▶ **PROBLEM REQUIREMENTS**
The word "STANDARD" marks the lines to find; copy every such line from the data below.
[SUPPLIED MATERIAL Boundary: Start]
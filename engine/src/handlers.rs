//! Command handlers for CLI operations
//!
//! This module implements the handlers for all CLI commands:
//! - voice: Run the conversation loop on the microphone and speaker
//! - chat: Run the conversation loop in the terminal
//! - ask: One turn, reply printed
//! - doctor: Validate configuration and check dependencies
//! - forget-key: Remove the stored API key from the keychain

use anyhow::{Context, Result};
use sdk::errors::EngineError;
use serde_json::json;
use std::path::Path;
use std::sync::Arc;

use crate::audio::{self, CaptureSettings, Microphone, Speaker};
use crate::config::Config;
use crate::conversation::{SessionStats, TurnOrchestrator, TurnOutcome};
use crate::llm::gemini::GeminiProvider;
use crate::llm::LLMProvider;
use crate::secrets::{SecretManager, SecretString, GOOGLE_API_KEY};
use crate::speech::{
    ConsoleSynthesizer, ConsoleTranscriber, GoogleSpeech, RecordingSynthesizer,
    ScriptedTranscriber, VoiceSynthesizer, VoiceTranscriber,
};

/// Keychain service name
const SERVICE_NAME: &str = "parley";

/// Output format for command results
#[derive(Debug, Clone, Copy)]
pub enum OutputFormat {
    /// Human-readable text output
    Text,
    /// JSON output for machine consumption
    Json,
}

/// Resolve the Google API key, prompting once if it is stored nowhere
fn resolve_api_key() -> Result<SecretString> {
    let key = SecretManager::new(SERVICE_NAME)
        .get_secret(GOOGLE_API_KEY)
        .context("Failed to load the Google API key")?;
    Ok(key)
}

/// Create the configured generation provider
pub fn build_provider(config: &Config, api_key: SecretString) -> Result<Arc<dyn LLMProvider>> {
    match config.llm.provider.as_str() {
        "gemini" => {
            let provider = GeminiProvider::new(config.llm.gemini.clone(), api_key)
                .context("Failed to create Gemini client")?;
            Ok(Arc::new(provider))
        }
        other => Err(EngineError::Config(format!("Unknown provider '{}'", other)).into()),
    }
}

fn exit_phrase(config: &Config) -> String {
    config
        .conversation
        .exit_keywords
        .iter()
        .find(|k| !k.trim().is_empty())
        .cloned()
        .unwrap_or_else(|| "exit".to_string())
}

fn print_stats(stats: &SessionStats, format: OutputFormat) {
    match format {
        OutputFormat::Text => {
            println!("Goodbye! ({} turns, {} replies)", stats.turns, stats.replies);
        }
        OutputFormat::Json => {
            let output = json!({
                "turns": stats.turns,
                "replies": stats.replies,
                "degraded": stats.degraded,
                "rate_limited": stats.rate_limited,
                "ignored": stats.ignored,
                "speech_failures": stats.speech_failures,
            });
            println!("{}", output);
        }
    }
}

/// Run the voice conversation loop
pub async fn handle_voice(config: &Config, format: OutputFormat) -> Result<()> {
    if audio::input_device_name().is_none() {
        return Err(EngineError::AudioDevice("No input device available".to_string()).into());
    }
    if audio::output_device_name().is_none() {
        return Err(EngineError::AudioDevice("No output device available".to_string()).into());
    }

    let api_key = resolve_api_key()?;
    let provider = build_provider(config, api_key.clone())?;
    let speech = Arc::new(
        GoogleSpeech::new(config.speech.clone(), api_key)
            .context("Failed to create speech client")?,
    );

    let transcriber = VoiceTranscriber::new(
        Microphone::new(CaptureSettings::from(&config.speech)),
        Arc::clone(&speech),
    );
    let synthesizer = VoiceSynthesizer::new(speech, Speaker);

    let mut orchestrator = TurnOrchestrator::from_config(
        config,
        Box::new(transcriber),
        Box::new(synthesizer),
        provider,
    )?;

    if let OutputFormat::Text = format {
        println!("Say something. Say \"{}\" to stop.", exit_phrase(config));
    }

    let stats = orchestrator.run().await;
    print_stats(&stats, format);
    Ok(())
}

/// Run the conversation loop in the terminal
pub async fn handle_chat(config: &Config, format: OutputFormat) -> Result<()> {
    let api_key = resolve_api_key()?;
    let provider = build_provider(config, api_key)?;

    let transcriber = ConsoleTranscriber::stdin(
        format!("{}: ", config.memory.user_label),
        exit_phrase(config),
    );
    let synthesizer = ConsoleSynthesizer::stdout(format!("{}: ", config.memory.assistant_label));

    let mut orchestrator = TurnOrchestrator::from_config(
        config,
        Box::new(transcriber),
        Box::new(synthesizer),
        provider,
    )?;

    if let OutputFormat::Text = format {
        eprintln!("Type a message. Type \"{}\" to stop.", exit_phrase(config));
    }

    let stats = orchestrator.run().await;
    print_stats(&stats, format);
    Ok(())
}

/// Run one turn for `text` and print the reply
pub async fn handle_ask(text: String, config: &Config, format: OutputFormat) -> Result<()> {
    let api_key = resolve_api_key()?;
    let provider = build_provider(config, api_key)?;
    let synthesizer = RecordingSynthesizer::new();

    let mut orchestrator = TurnOrchestrator::from_config(
        config,
        Box::new(ScriptedTranscriber::new([])),
        Box::new(synthesizer.clone()),
        provider,
    )?;

    let outcome = orchestrator.handle_utterance(&text).await;
    let (status, reply) = match &outcome {
        TurnOutcome::Replied { spoken } => ("replied", Some(spoken.as_str())),
        TurnOutcome::Degraded { spoken } => ("degraded", Some(spoken.as_str())),
        TurnOutcome::RateLimited => ("rate_limited", None),
        TurnOutcome::Rejected => ("rejected", None),
        TurnOutcome::NoInput => ("no_input", None),
        TurnOutcome::Terminated => ("terminated", None),
    };

    match format {
        OutputFormat::Text => match reply {
            Some(reply) => println!("{}", reply),
            None => match &outcome {
                TurnOutcome::Rejected => {
                    anyhow::bail!("Input rejected: it is too long or contains ; -- < > or `")
                }
                TurnOutcome::NoInput => anyhow::bail!("Nothing to ask"),
                _ => {
                    for line in synthesizer.spoken() {
                        println!("{}", line);
                    }
                }
            },
        },
        OutputFormat::Json => {
            let output = json!({
                "status": status,
                "reply": reply,
            });
            println!("{}", serde_json::to_string_pretty(&output)?);
        }
    }

    Ok(())
}

/// Validate configuration and check dependencies
pub async fn handle_doctor(
    config: &Config,
    config_path: &Path,
    format: OutputFormat,
) -> Result<()> {
    let mut issues = Vec::new();
    let mut checks: Vec<(&str, String)> = Vec::new();

    // Check 1: Configuration validation
    // Config is already validated when loaded
    checks.push(("Configuration", format!("Valid ({})", config_path.display())));

    // Check 2: API key, never prompting here
    let manager = SecretManager::new(SERVICE_NAME);
    match manager.require_secret(GOOGLE_API_KEY) {
        Ok(api_key) => {
            checks.push(("Google API key", "Configured".to_string()));

            // Check 3: Provider reachability
            match build_provider(config, api_key) {
                Ok(provider) => {
                    let name = provider.name().to_string();
                    if provider.check_health().await {
                        checks.push(("Generation provider", format!("{} reachable", name)));
                    } else {
                        checks.push(("Generation provider", format!("{} unreachable", name)));
                        issues.push(format!(
                            "Cannot reach {} with model '{}'. Check the key and network.",
                            name,
                            config.llm.gemini.model
                        ));
                    }
                }
                Err(e) => {
                    checks.push(("Generation provider", "Error".to_string()));
                    issues.push(format!("Cannot create provider: {}", e));
                }
            }
        }
        Err(_) => {
            checks.push(("Google API key", "Not configured".to_string()));
            issues.push(format!(
                "No Google API key. Set {} or run 'parley chat' to be prompted.",
                SecretManager::env_names(GOOGLE_API_KEY)[0]
            ));
        }
    }

    // Check 4: Audio devices
    match audio::input_device_name() {
        Some(name) => checks.push(("Microphone", name)),
        None => {
            checks.push(("Microphone", "Not found".to_string()));
            issues.push("No input device. 'parley voice' needs a microphone.".to_string());
        }
    }
    match audio::output_device_name() {
        Some(name) => checks.push(("Speaker", name)),
        None => {
            checks.push(("Speaker", "Not found".to_string()));
            issues.push("No output device. 'parley voice' needs a speaker.".to_string());
        }
    }

    // Output results
    match format {
        OutputFormat::Text => {
            println!("Parley System Diagnostics");
            println!("============================");
            println!();

            println!("System Checks:");
            for (check, status) in &checks {
                println!("  {:<25} {}", format!("{}:", check), status);
            }

            println!();

            if issues.is_empty() {
                println!("✓ All checks passed!");
            } else {
                println!("⚠ Issues found:");
                println!();
                for (i, issue) in issues.iter().enumerate() {
                    println!("  {}. {}", i + 1, issue);
                }
            }
        }
        OutputFormat::Json => {
            let output = json!({
                "checks": checks.iter().map(|(name, status)| {
                    json!({"name": name, "status": status})
                }).collect::<Vec<_>>(),
                "issues": issues,
                "healthy": issues.is_empty(),
            });
            println!("{}", serde_json::to_string_pretty(&output)?);
        }
    }

    Ok(())
}

/// Remove the Google API key from the keychain
///
/// Keys supplied through the environment are not touched.
pub fn handle_forget_key(format: OutputFormat) -> Result<()> {
    SecretManager::new(SERVICE_NAME)
        .delete_secret(GOOGLE_API_KEY)
        .context("Failed to remove the Google API key")?;

    match format {
        OutputFormat::Text => println!("Removed the Google API key from the keychain"),
        OutputFormat::Json => {
            let output = json!({"status": "removed", "key": GOOGLE_API_KEY});
            println!("{}", serde_json::to_string_pretty(&output)?);
        }
    }

    Ok(())
}
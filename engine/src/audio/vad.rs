//! Per-frame speech detection backed by the WebRTC voice activity detector

use sdk::errors::EngineError;
use webrtc_vad::{SampleRate, Vad, VadMode};

/// Rates the detector accepts
pub const SUPPORTED_RATES: [u32; 4] = [8_000, 16_000, 32_000, 48_000];

/// Frame length in milliseconds; the detector takes 10, 20 or 30
pub const FRAME_MS: u32 = 30;

/// Speech/silence classifier for fixed-length 16-bit frames
///
/// The underlying detector is not `Send`, so one is built on the capture
/// thread for each phrase.
pub struct VoiceDetector {
    vad: Vad,
    sample_rate: u32,
    frame_len: usize,
}

impl VoiceDetector {
    /// `mode` runs from 0 (least aggressive) to 3 (most aggressive)
    pub fn new(sample_rate: u32, mode: u8) -> Result<Self, EngineError> {
        let rate = match sample_rate {
            8_000 => SampleRate::Rate8kHz,
            16_000 => SampleRate::Rate16kHz,
            32_000 => SampleRate::Rate32kHz,
            48_000 => SampleRate::Rate48kHz,
            other => {
                return Err(EngineError::Audio(format!(
                    "Voice detection needs 8000, 16000, 32000 or 48000 Hz, got {}",
                    other
                )))
            }
        };
        let mode = match mode {
            0 => VadMode::Quality,
            1 => VadMode::LowBitrate,
            2 => VadMode::Aggressive,
            3 => VadMode::VeryAggressive,
            other => {
                return Err(EngineError::Audio(format!(
                    "Voice detection mode must be 0-3, got {}",
                    other
                )))
            }
        };

        let mut vad = Vad::new();
        vad.set_mode(mode);
        vad.set_sample_rate(rate);

        Ok(Self {
            vad,
            sample_rate,
            frame_len: (sample_rate * FRAME_MS / 1000) as usize,
        })
    }

    pub fn sample_rate(&self) -> u32 {
        self.sample_rate
    }

    /// Samples per frame
    pub fn frame_len(&self) -> usize {
        self.frame_len
    }

    /// Classify one frame of exactly [`frame_len`](Self::frame_len) samples
    pub fn is_speech(&mut self, frame: &[i16]) -> Result<bool, EngineError> {
        if frame.len() != self.frame_len {
            return Err(EngineError::Audio(format!(
                "Expected {} samples per frame, got {}",
                self.frame_len,
                frame.len()
            )));
        }

        self.vad
            .is_voice_segment(frame)
            .map_err(|_| EngineError::Audio("Voice detection rejected the frame".to_string()))
    }
}

impl std::fmt::Debug for VoiceDetector {
    fn fmt(&self, f: &mut std::fmt::Formatter<'_>) -> std::fmt::Result {
        f.debug_struct("VoiceDetector")
            .field("sample_rate", &self.sample_rate)
            .field("frame_len", &self.frame_len)
            .finish()
    }
}
//! Build script for embedding version metadata
//!
//! Exposes `GIT_COMMIT_HASH` and `BUILD_TIMESTAMP` to the binary so the
//! startup log line identifies exactly which build is running.

fn main() {
    // 1. Get the current Git commit hash
    let commit_hash = std::process::Command::new("git")
        .args(["rev-parse", "--short", "HEAD"])
        .output()
        .ok()
        .filter(|output| output.status.success())
        .and_then(|output| String::from_utf8(output.stdout).ok())
        .map(|s| s.trim().to_string())
        .filter(|s| !s.is_empty())
        .unwrap_or_else(|| "unknown".to_string());

    println!("cargo:rustc-env=GIT_COMMIT_HASH={}", commit_hash);

    // 2. Get the current Build Timestamp (ISO 8601)
    let build_time = chrono::Utc::now().to_rfc3339();
    println!("cargo:rustc-env=BUILD_TIMESTAMP={}", build_time);

    println!("cargo:rerun-if-changed=build.rs");
}
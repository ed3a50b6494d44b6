//! Parley Engine Library
//!
//! This library provides the core functionality of the Parley voice
//! assistant. It is used by both the main binary and integration tests.

/// Configuration management module
pub mod config;

/// Secret management module
pub mod secrets;

/// Time sources and sleepers
pub mod clock;

/// Input validation module
pub mod sanitizer;

/// Rate limiting module
pub mod rate_limiter;

/// Generation provider abstraction layer
pub mod llm;

/// Conversation loop module
pub mod conversation;

/// Audio capture and playback
pub mod audio;

/// Speech recognition and synthesis collaborators
pub mod speech;

/// Telemetry and Observability
pub mod telemetry;

/// CLI interface module
pub mod cli;

/// Command handlers module
pub mod handlers;
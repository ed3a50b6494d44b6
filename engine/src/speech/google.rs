use base64::engine::general_purpose::STANDARD;
use base64::Engine;
use serde_json::json;
use std::time::Duration;

use super::SpeechError;
use crate::config::SpeechConfig;
use crate::secrets::{SecretManager, SecretString};

/// Client for Google Cloud Speech-to-Text and Text-to-Speech over REST
///
/// Audio travels base64-encoded inside the JSON bodies. Both directions use
/// LINEAR16; synthesized audio comes back as a complete WAV file.
pub struct GoogleSpeech {
    config: SpeechConfig,
    api_key: SecretString,
    client: reqwest::Client,
}

impl GoogleSpeech {
    pub fn new(config: SpeechConfig, api_key: SecretString) -> Result<Self, SpeechError> {
        let client = reqwest::Client::builder()
            .timeout(Duration::from_secs(config.timeout_secs))
            .build()
            .map_err(|e| SpeechError::Network(e.to_string()))?;

        Ok(Self {
            config,
            api_key,
            client,
        })
    }

    fn url(&self, base: &str, method: &str) -> String {
        format!(
            "{}/{}?key={}",
            base.trim_end_matches('/'),
            method,
            self.api_key.unsecure()
        )
    }

    /// Transcribe one WAV recording
    ///
    /// Returns `None` when the service heard nothing it could transcribe.
    pub async fn recognize(
        &self,
        wav: &[u8],
        sample_rate: u32,
    ) -> Result<Option<String>, SpeechError> {
        let body = json!({
            "config": {
                "encoding": "LINEAR16",
                "sampleRateHertz": sample_rate,
                "languageCode": self.config.language_code,
                "model": self.config.stt_model,
                "enableAutomaticPunctuation": self.config.automatic_punctuation,
            },
            "audio": {
                "content": STANDARD.encode(wav),
            },
        });

        let data = self
            .post(&self.config.speech_base_url, "speech:recognize", &body)
            .await
            .map_err(|e| match e {
                SpeechError::InvalidResponse(msg) => SpeechError::Recognition(msg),
                other => other,
            })?;

        let transcript = data
            .get("results")
            .and_then(|r| r.as_array())
            .and_then(|r| r.first())
            .and_then(|r| r.get("alternatives"))
            .and_then(|a| a.as_array())
            .and_then(|a| a.first())
            .and_then(|a| a.get("transcript"))
            .and_then(|t| t.as_str())
            .map(|t| t.trim().to_string())
            .filter(|t| !t.is_empty());

        Ok(transcript)
    }

    /// Synthesize `text` into WAV bytes
    pub async fn synthesize(&self, text: &str) -> Result<Vec<u8>, SpeechError> {
        let body = json!({
            "input": {"text": text},
            "voice": {
                "languageCode": self.config.language_code,
                "name": self.config.voice_name,
                "ssmlGender": "FEMALE",
            },
            "audioConfig": {"audioEncoding": "LINEAR16"},
        });

        let data = self
            .post(&self.config.tts_base_url, "text:synthesize", &body)
            .await
            .map_err(|e| match e {
                SpeechError::InvalidResponse(msg) => SpeechError::Synthesis(msg),
                other => other,
            })?;

        let content = data
            .get("audioContent")
            .and_then(|c| c.as_str())
            .ok_or_else(|| SpeechError::Synthesis("No audioContent in response".to_string()))?;

        STANDARD
            .decode(content)
            .map_err(|e| SpeechError::Synthesis(format!("Bad audioContent: {}", e)))
    }

    async fn post(
        &self,
        base: &str,
        method: &str,
        body: &serde_json::Value,
    ) -> Result<serde_json::Value, SpeechError> {
        let response = self
            .client
            .post(self.url(base, method))
            .json(body)
            .send()
            .await
            .map_err(|e| SpeechError::Network(SecretManager::scrub(&e.to_string())))?;

        if !response.status().is_success() {
            let status = response.status();
            let text = response.text().await.unwrap_or_default();
            return Err(SpeechError::InvalidResponse(format!(
                "{} returned {}: {}",
                method,
                status,
                SecretManager::scrub(&text)
            )));
        }

        response
            .json()
            .await
            .map_err(|e| SpeechError::InvalidResponse(e.to_string()))
    }
}

#[cfg(test)]
mod tests {
    use super::*;
    use wiremock::matchers::{body_partial_json, method, path, query_param};
    use wiremock::{Mock, MockServer, ResponseTemplate};

    fn speech(server: &MockServer) -> GoogleSpeech {
        let config = SpeechConfig {
            speech_base_url: server.uri(),
            tts_base_url: server.uri(),
            ..SpeechConfig::default()
        };
        GoogleSpeech::new(config, SecretString::new("test-key")).unwrap()
    }

    #[tokio::test]
    async fn test_recognize_returns_first_alternative() {
        let server = MockServer::start().await;
        Mock::given(method("POST"))
            .and(path("/speech:recognize"))
            .and(query_param("key", "test-key"))
            .and(body_partial_json(json!({
                "config": {"encoding": "LINEAR16", "sampleRateHertz": 16000, "languageCode": "en-US"},
                "audio": {"content": STANDARD.encode(b"RIFF")}
            })))
            .respond_with(ResponseTemplate::new(200).set_body_json(json!({
                "results": [
                    {"alternatives": [{"transcript": " hello there ", "confidence": 0.9}]},
                    {"alternatives": [{"transcript": "ignored"}]}
                ]
            })))
            .expect(1)
            .mount(&server)
            .await;

        let text = speech(&server).recognize(b"RIFF", 16_000).await.unwrap();
        assert_eq!(text.as_deref(), Some("hello there"));
    }

    #[tokio::test]
    async fn test_recognize_empty_results() {
        let server = MockServer::start().await;
        Mock::given(method("POST"))
            .and(path("/speech:recognize"))
            .respond_with(ResponseTemplate::new(200).set_body_json(json!({})))
            .mount(&server)
            .await;

        let text = speech(&server).recognize(b"RIFF", 16_000).await.unwrap();
        assert_eq!(text, None);
    }

    #[tokio::test]
    async fn test_recognize_service_error() {
        let server = MockServer::start().await;
        Mock::given(method("POST"))
            .and(path("/speech:recognize"))
            .respond_with(ResponseTemplate::new(403).set_body_string("API key not valid"))
            .mount(&server)
            .await;

        let err = speech(&server)
            .recognize(b"RIFF", 16_000)
            .await
            .unwrap_err();
        assert!(matches!(err, SpeechError::Recognition(_)));
    }

    #[tokio::test]
    async fn test_synthesize_decodes_audio() {
        let server = MockServer::start().await;
        Mock::given(method("POST"))
            .and(path("/text:synthesize"))
            .and(body_partial_json(json!({
                "input": {"text": "Hi there!"},
                "voice": {"name": "en-US-Wavenet-F"},
                "audioConfig": {"audioEncoding": "LINEAR16"}
            })))
            .respond_with(ResponseTemplate::new(200).set_body_json(json!({
                "audioContent": STANDARD.encode(b"RIFF....WAVE")
            })))
            .mount(&server)
            .await;

        let audio = speech(&server).synthesize("Hi there!").await.unwrap();
        assert_eq!(audio, b"RIFF....WAVE");
    }

    #[tokio::test]
    async fn test_synthesize_missing_audio() {
        let server = MockServer::start().await;
        Mock::given(method("POST"))
            .and(path("/text:synthesize"))
            .respond_with(ResponseTemplate::new(200).set_body_json(json!({})))
            .mount(&server)
            .await;

        let err = speech(&server).synthesize("Hi").await.unwrap_err();
        assert!(matches!(err, SpeechError::Synthesis(_)));
    }

    #[tokio::test]
    async fn test_slow_service_hits_configured_timeout() {
        let server = MockServer::start().await;
        Mock::given(method("POST"))
            .and(path("/speech:recognize"))
            .respond_with(
                ResponseTemplate::new(200)
                    .set_body_json(json!({"results": []}))
                    .set_delay(Duration::from_secs(5)),
            )
            .mount(&server)
            .await;

        let config = SpeechConfig {
            speech_base_url: server.uri(),
            timeout_secs: 1,
            ..SpeechConfig::default()
        };
        let speech = GoogleSpeech::new(config, SecretString::new("test-key")).unwrap();

        let started = std::time::Instant::now();
        let err = speech.recognize(b"RIFF", 16_000).await.unwrap_err();

        assert!(matches!(err, SpeechError::Network(_)));
        assert!(started.elapsed() < Duration::from_secs(4));
    }
}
[SUPPLIED MATERIAL Boundary: End]
▶ **SOLUTION TO THE PROBLEM**
use base64::engine::general_purpose::STANDARD;
                "content": STANDARD.encode(wav),
        STANDARD
                "audio": {"content": STANDARD.encode(b"RIFF")}
                "audioContent": STANDARD.encode(b"RIFF....WAVE")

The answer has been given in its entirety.